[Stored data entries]
● ● ● ● ● ● ●

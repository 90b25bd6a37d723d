//! Agent registry routes

use std::sync::Arc;

use axum::extract::{Path, State};
use axum::http::HeaderMap;
use axum::response::Json;
use edictflow_core::engine::Dispatcher;
use edictflow_core::model::AgentRecord;
use edictflow_core::protocol::{ConfigUpdatePayload, Message, SyncRequestPayload};
use serde::Serialize;

use crate::error::Result;
use crate::AppState;

/// Registry record plus live-session flag
#[derive(Debug, Serialize)]
pub struct AgentView {
    #[serde(flatten)]
    pub agent: AgentRecord,
    pub connected: bool,
}

#[derive(Debug, Serialize)]
pub struct SyncResponse {
    pub agent_id: String,
    pub delivered: bool,
}

pub async fn list_agents(
    State(state): State<Arc<AppState>>,
    headers: HeaderMap,
) -> Result<Json<Vec<AgentView>>> {
    state.identify(&headers)?;
    let agents = state
        .controller
        .agents()?
        .into_iter()
        .map(|agent| AgentView {
            connected: state.registry.is_connected(&agent.agent_id),
            agent,
        })
        .collect();
    Ok(Json(agents))
}

/// The config the agent should hold right now
pub async fn agent_config(
    State(state): State<Arc<AppState>>,
    headers: HeaderMap,
    Path(agent_id): Path<String>,
) -> Result<Json<ConfigUpdatePayload>> {
    state.identify(&headers)?;
    Ok(Json(
        state.controller.distribution().config_for_agent(&agent_id)?,
    ))
}

/// Ask a connected agent to heartbeat and reconcile
pub async fn request_sync(
    State(state): State<Arc<AppState>>,
    headers: HeaderMap,
    Path(agent_id): Path<String>,
) -> Result<Json<SyncResponse>> {
    let caller = state.identify(&headers)?;
    let delivered = state.registry.dispatch(
        &agent_id,
        Message::SyncRequest(SyncRequestPayload {
            reason: Some(format!("requested by {}", caller.user_id)),
        }),
    );
    Ok(Json(SyncResponse { agent_id, delivered }))
}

● ● ● ● ● ● ●

▶ [WHAT TO PRODUCE] Reproduce the entries above in full, so that each one reads exactly as before.

▶ [WRITTEN RESPONSE]
repository 90b25bd6a37d723d
//! Agent registry routes

use std::sync::Arc;

use axum::extract::{Path, State};
use axum::http::HeaderMap;
use axum::response::Json;
use edictflow_core::engine::Dispatcher;
use edictflow_core::model::AgentRecord;
use edictflow_core::protocol::{ConfigUpdatePayload, Message, SyncRequestPayload};
use serde::Serialize;

use crate::error::Result;
use crate::AppState;

/// Registry record plus live-session flag
#[derive(Debug, Serialize)]
pub struct AgentView {
    #[serde(flatten)]
    pub agent: AgentRecord,
    pub connected: bool,
}

#[derive(Debug, Serialize)]
pub struct SyncResponse {
    pub agent_id: String,
    pub delivered: bool,
}

pub async fn list_agents(
    State(state): State<Arc<AppState>>,
    headers: HeaderMap,
) -> Result<Json<Vec<AgentView>>> {
    state.identify(&headers)?;
    let agents = state
        .controller
        .agents()?
        .into_iter()
        .map(|agent| AgentView {
            connected: state.registry.is_connected(&agent.agent_id),
            agent,
        })
        .collect();
    Ok(Json(agents))
}

/// The config the agent should hold right now
pub async fn agent_config(
    State(state): State<Arc<AppState>>,
    headers: HeaderMap,
    Path(agent_id): Path<String>,
) -> Result<Json<ConfigUpdatePayload>> {
    state.identify(&headers)?;
    Ok(Json(
        state.controller.distribution().config_for_agent(&agent_id)?,
    ))
}

/// Ask a connected agent to heartbeat and reconcile
pub async fn request_sync(
    State(state): State<Arc<AppState>>,
    headers: HeaderMap,
    Path(agent_id): Path<String>,
) -> Result<Json<SyncResponse>> {
    let caller = state.identify(&headers)?;
    let delivered = state.registry.dispatch(
        &agent_id,
        Message::SyncRequest(SyncRequestPayload {
            reason: Some(format!("requested by {}", caller.user_id)),
        }),
    );
    Ok(Json(SyncResponse { agent_id, delivered }))
}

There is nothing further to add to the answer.